I didn't do the measurements on 3.0 because of course I don't have it around -- it's totally obsolete and there is absolutely no reason to keep it around, since 3.1 is superior to it in every way (Python 2.7, if you can upgrade to it, measures as being almost 20% faster than 2.6 in each task -- and 2.6, as you see, is faster than 3.1 -- so, if you care seriously about performance, Python 2.7 is really the only release you should be going for!).

Anyway, the key point here is that, in each Python release, building a list out of constant literals is about the same speed, or slightly slower, than building it out of values referenced by variables; but tuples behave very differently -- building a tuple out of constant literals is typically three times as fast as building it out of values referenced by variables! You may wonder how this can be, right?-)

Answer: a tuple made out of constant literals can easily be identified by the Python compiler as being one, immutable constant literal itself: so it's essentially built just once, when the compiler turns the source into bytecodes, and stashed away in the "constants table" of the relevant function or module. When those bytecodes execute, they just need to recover the pre-built constant tuple -- hey presto!-)

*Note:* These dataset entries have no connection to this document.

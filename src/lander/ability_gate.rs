//! Periodic availability gate for the burst ability.

use crate::error::{validate_positive, LanderResult};
use serde::Deserialize;

/// When the cooldown timer is allowed to run.
#[derive(Debug, Clone, Copy, PartialEq, Eq, Default, Deserialize)]
#[serde(rename_all = "snake_case")]
pub enum BurstRecharge {
    /// The timer always runs.  Every period the gate is re-opened, whether or
    /// not the burst was used in between, so a burst fired late in a period
    /// is available again at the next period boundary.
    #[default]
    Continuous,
    /// The timer only runs while the gate is closed, giving a full cooldown
    /// after every burst.
    WhileUnavailable,
}

/// Cooldown gate: open at start, closed by [`Self::consume_availability`],
/// re-opened by [`Self::tick`] at each period boundary.
#[derive(Debug, Clone, PartialEq)]
pub struct AbilityGate {
    available: bool,
    timer: f32,
    period: f32,
    recharge: BurstRecharge,
}

impl AbilityGate {
    pub fn new(period: f32, recharge: BurstRecharge) -> LanderResult<Self> {
        validate_positive("burst_cooldown", period)?;
        Ok(Self {
            available: true,
            timer: period,
            period,
            recharge,
        })
    }

    /// Advance the cooldown by `elapsed` seconds.
    pub fn tick(&mut self, elapsed: f32) {
        let running = match self.recharge {
            BurstRecharge::Continuous => true,
            BurstRecharge::WhileUnavailable => !self.available,
        };
        if !running {
            return;
        }
        if self.timer > 0.0 {
            self.timer -= elapsed;
        }
        if self.timer <= 0.0 {
            self.timer = self.period;
            self.available = true;
        }
    }

    #[inline]
    pub fn is_available(&self) -> bool {
        self.available
    }

    /// Close the gate.  Calling this while already closed changes nothing.
    pub fn consume_availability(&mut self) {
        self.available = false;
    }

    /// Seconds until the next period boundary.
    #[inline]
    pub fn remaining(&self) -> f32 {
        self.timer
    }

    pub fn reset(&mut self) {
        self.available = true;
        self.timer = self.period;
    }
}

This easy optimization cannot be applied to lists, because a list is a mutable object, so it's crucial that, if the same expression such as [1, 2, 3] executes twice (in a loop -- the timeit module makes the loop on your behalf;-), a fresh new list object is constructed anew each time -- and that construction (like the construction of a tuple when the compiler cannot trivially identify it as a compile-time constant and immutable object) does take a little while.

That being said, tuple construction (when both constructions actually have to
occur) still is about twice as fast as list construction -- and that discrepancy can be explained by the tuple's sheer simplicity, which other answers have mentioned repeatedly. But, that simplicity does not account for a speedup of six times or more, as you observe if you only compare the construction of lists and tuples with simple constant literals as their items!_)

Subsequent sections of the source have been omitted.